The FS90 gets heavy after awhile. But, it does start easy and has lots of torque. I'm not crazy about the idea of having to adjust valves down the road either.

Now, the 326ls is the perfect weight, starts easy, not quite the low end torque of the FS90 but revs out much quicker so the power is there. I'm so much happier with the 326 that I put the FS90 on Craigslist.


----------



## mweba (Jun 13, 2012)

rolltide said:


> Are you trying to say that you wouldn't run into any problems with a tradition 4 stroke running it upside down for periods of time ? I'm not the smartest person but a oil tank upside down would expose the crank to less than adequate lubrication.



The Honda oil mist system is designed to run in any position. Mine has been run on its side and more for many hours edging. Have been looking for the Honda diagram but can't seem to find it.

Rent mine out every year for three years for the broom and edger. Not an issue yet. Give you an idea of the torque it has.

[video=youtube_share;xRefW1fPJOk]http://youtu.be/xRefW1fPJOk[/video]


----------



## tommyus4 (Jun 14, 2012)

I had a Ryobi electric that I bought in 99 (maybe earlier). I had to take the head apart to manually let string out. Talk about annoying.

Needless to say, I trimmed once a year, end of May-ish. Every mowing, now. Sometimes in between. :hmm3grin2orange:


----------



## cowroy (Jun 14, 2012)

I didn't read all the posts, but I have an FS90 which is the smallest solid shaft trimmer Stihl has. There is a lot of exaggeration when people say "starts on the first pull", well my FS90 has started on the first pull every time I have started it since I bought it new in 09. I have never seen a normal two stroke chainsaw or trimmer of any kind start on the first pull when cold. When I bought the trimmer the fella showed me how to start it which is different than I ever had started on, and it really does start on the first pull every time. It truly blows my mind. I am sure either one you chose will do the same. I have also never used the choke on it, and don't understand that either. Main thing is it works and works well.


----------



## sawfun9 (Jun 14, 2012)

I've had good luck with my ht100 4-mix I bought new in 2006. It always starts easy and has a ton of torque and works excellent with the hedge trimmer attachment. It's as light as some trimmers without the big engine and the pole. I also have a Shinny 24cc C4 (4-mix) blower I bought 5 years ago and it took a while to break in. I had to play with the choke quite a bit but now it runs perfect. I like the low RPM of the 4-mixers which makes them quieter in a neighborhood than a 2 stroke.


----------



## JOE.G (Jun 14, 2012)

When are you guys with the 4 Mix Stihls, adjusting your valves? Mine starts first pull every time.


----------



## cowroy (Jun 14, 2012)

JOE.G said:


> When are you guys with the 4 Mix Stihls, adjusting your valves? Mine starts first pull every time.

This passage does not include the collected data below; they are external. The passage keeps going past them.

//! Dense resource tables keyed by the bytecode-assigned `u32` resource ID.
//! Per `SPEC_FULL.md` §3.3, creation is append-only within a module and IDs
//! are never freed mid-module, so a `slotmap::SecondaryMap` keyed by the
//! dense ID itself (not one of `slotmap`'s own generational keys) is
//! sufficient: [`key_for`] synthesizes a `ResourceKey` straight from the ID,
//! via the same `KeyData::from_ffi` construction `slotmap` documents for
//! pairing a `SecondaryMap` with externally-assigned indices instead of a
//! primary `SlotMap`.

use slotmap::{new_key_type, KeyData, SecondaryMap};

use crate::error::{Error, Result};

new_key_type! {
    struct ResourceKey;
}

fn key_for(id: u32) -> ResourceKey {
    KeyData::from_ffi(id as u64).into()
}

/// One resource class's dense handle table. A pooled resource (declared
/// with `pool = N`) stores its `N` backend handles together under its base
/// ID; `resolve` indexes into that vector by pool offset.
#[derive(Debug, Clone)]
pub struct ResourceTable<H> {
    class: &'static str,
    handles: SecondaryMap<ResourceKey, Vec<H>>,
    /// IDs in creation order, for reverse-order teardown — `SecondaryMap`
    /// iteration order is not guaranteed to follow insertion order.
    creation_order: Vec<u32>,
}

impl<H: Copy> ResourceTable<H> {
    pub fn new(class: &'static str) -> Self {
        ResourceTable {
            class,
            handles: SecondaryMap::new(),
            creation_order: Vec::new(),
        }
    }

    /// Append `count` freshly created handles as one pooled resource,
    /// returning the dense base ID assigned to it.
    pub fn push_pool(&mut self, handles: impl IntoIterator<Item = H>, count: u32) -> u32 {
        let base_id = self.creation_order.len() as u32;
        let collected: Vec<H> = handles.into_iter().collect();
        debug_assert_eq!(collected.len(), count as usize);
        self.handles.insert(key_for(base_id), collected);
        self.creation_order.push(base_id);
        log::trace!("{} table grew to {} entries", self.class, self.creation_order.len());
        base_id
    }

    /// Append a single handle, returning its dense ID.
    pub fn push(&mut self, handle: H) -> u32 {
        self.push_pool(std::iter::once(handle), 1)
    }

    /// Resolve `(base_id, pool_offset)` to the backend handle. `pool_offset`
    /// must be `< pool size`; `set_*_pool` opcodes use this for ping-pong
    /// binding across a pooled buffer's handles.
    pub fn resolve(&self, base_id: u32, pool_offset: u32) -> Result<H> {
        let not_found = || Error::ResourceNotFound {
            class: self.class,
            id: base_id,
            len: self.creation_order.len(),
        };
        let slots = self.handles.get(key_for(base_id)).ok_or_else(not_found)?;
        slots.get(pool_offset as usize).copied().ok_or_else(not_found)
    }

    /// Resolve a plain (non-pooled) ID, equivalent to `resolve(id, 0)`.
    pub fn get(&self, id: u32) -> Result<H> {
        self.resolve(id, 0)
    }

    pub fn len(&self) -> usize {
        self.creation_order.len()
    }

    pub fn is_empty(&self) -> bool {
        self.creation_order.is_empty()
    }

    /// All handles in creation order, for reverse-order teardown.
    pub fn handles_in_creation_order(&self) -> Vec<H> {
        self.creation_order
            .iter()
            .flat_map(|&id| self.handles[key_for(id)].iter().copied())
            .collect()
    }
}

#[cfg(test)]
mod tests {
    use super::*;

    #[test]
    fn single_push_resolves_at_offset_zero() {
        let mut table: ResourceTable<u32> = ResourceTable::new("buffer");
        let id = table.push(100);
        assert_eq!(id, 0);
        assert_eq!(table.get(0).unwrap(), 100);
    }

    #[test]
    fn pooled_push_resolves_each_offset() {
        let mut table: ResourceTable<u32> = ResourceTable::new("buffer");
        let base = table.push_pool([10, 20], 2);
        assert_eq!(table.resolve(base, 0).unwrap(), 10);
        assert_eq!(table.resolve(base, 1).unwrap(), 20);
    }

    #[test]
    fn out_of_range_pool_offset_is_an_error() {
        let mut table: ResourceTable<u32> = ResourceTable::new("buffer");
        let base = table.push_pool([10, 20], 2);
        assert!(table.resolve(base, 2).is_err());
    }

    #[test]
    fn mixing_pooled_and_single_resources_keeps_dense_ids() {
        let mut table: ResourceTable<u32> = ResourceTable::new("buffer");
        let first = table.push(1);
        let pool = table.push_pool([2, 3, 4], 3);
        let last = table.push(5);
        assert_eq!(first, 0);
        assert_eq!(pool, 1);
        assert_eq!(last, 2);
        assert_eq!(table.resolve(pool, 2).unwrap(), 4);
        assert_eq!(table.get(last).unwrap(), 5);
    }

    #[test]
    fn unknown_id_is_resource_not_found() {
        let table: ResourceTable<u32> = ResourceTable::new("buffer");
        assert!(table.get(0).is_err());
    }

    #[test]
    fn creation_order_survives_interleaved_pooled_pushes() {
        let mut table: ResourceTable<u32> = ResourceTable::new("buffer");
        table.push(1);
        table.push_pool([2, 3], 2);
        table.push(4);
        assert_eq!(table.handles_in_creation_order(), vec![1, 2, 3, 4]);
    }
}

Very good question. I would like to know also. I hope many more years from now.


----------



## tallguys (Jun 14, 2012)

jus2fat said:


> Just out of curiosity...why even mess with the "hybrids"..??
> 
> If someone wanted 4-stroke torque...why not just buy a Honda..?




I agree, which is why I stayed with just the plain old reliable two-stroke. KISS principle. I didn't like the idea of having valves to adjust when the tried and true just works. 

Never had a moments trouble with my Shindy T270 or an even older Kawasaki which I keep around because its so light.


----------



## Roll Tide (Jun 14, 2012)

About every 100 hours they say to adjust the valves. Its very easy. Stihl offers a adjusting kit that comes with the feeler gauge, a new gasket, and new copper washer. It cost a couple dollars and will only take a few mins to do. Ive done many of them.


----------



## CJ1 (Jun 14, 2012)

I can't comment on the Shindaiwa, but my 130 gets run hard for hours at a time clearing trails. So far I have been through a couple of huskys [my preferred brand] but they do not compare with the Stihl for torque and the ability to cut big stuff with a trimmer head/chain. I have been extremely pleased with the 130. It always starts first or second pull even after sitting all winter. CJ


----------



## 7sleeper (Jun 14, 2012)

I cannot comment on 4mix engines but I have a small Honda bruschcutter and am etrermely happy with it. So easy to start I was shocked the first time I used it! No more yanking around just a easy soft pull. Very easy on fuel. I bought a Husqvarna trimmer head for it because I was unhappy with the original. The harness isn't that great either. But these where easily replaced. 
I also have a FS 120 and a KM 85 and am equally happy with them. They all have their area where they shine. 

7


----------



## JOE.G (Jun 14, 2012)

Rolltide is there a Place online to get the procedure? What are the signs that they need to be done?


----------



## Roll Tide (Jun 14, 2012)

You remove the engine cover, then remove the valve cover. bring the motor to TOP making sure both valves are closed. stick the inclued feeler gauge between the top of the valve and the rocker arm.you want the feeler gauge to go between without force but without play between. I always turn the motor over a few times and do it all over again. replace everything and your good to go. Ive found some machines that wont idle, wont rev, a few different problems. Ive seen them drop the push rod . like i said the kit is only a few dollars so i do mine at the end of every season. Im sure its more than needed but heck why not.


----------



## Roll Tide (Jun 14, 2012)

TDC sorry lol


----------



## timmcat (Jun 14, 2012)

Shindaiwa wants the valves checked with yearly service as well. The symptoms of valves out of adjustment on Shindaiwas is mostly hard pulling effort on the recoil and low top end power or lack of rpms. Having serviced both I would go Shindaiwa as I've seen alot of carb trouble on the Zama carbs that Stihl uses. The sealant that they put on the funny shaped welch plugs tends to break free and clog the internal passages, low success rate cleaning them even with a ultra sonic.


----------



## mweba (Jun 14, 2012)

timmcat said:


> Shindaiwa wants the valves checked with yearly service as well. The symptoms of valves out of adjustment on Shindaiwas is mostly hard pulling effort on the recoil and low top end power or lack of rpms. Having serviced both I would go Shindaiwa as I've seen alot of carb trouble on the Zama carbs that Stihl uses. The sealant that they put on the funny shaped welch plugs tends to break free and clog the internal passages, low success rate cleaning them even with a ultra sonic.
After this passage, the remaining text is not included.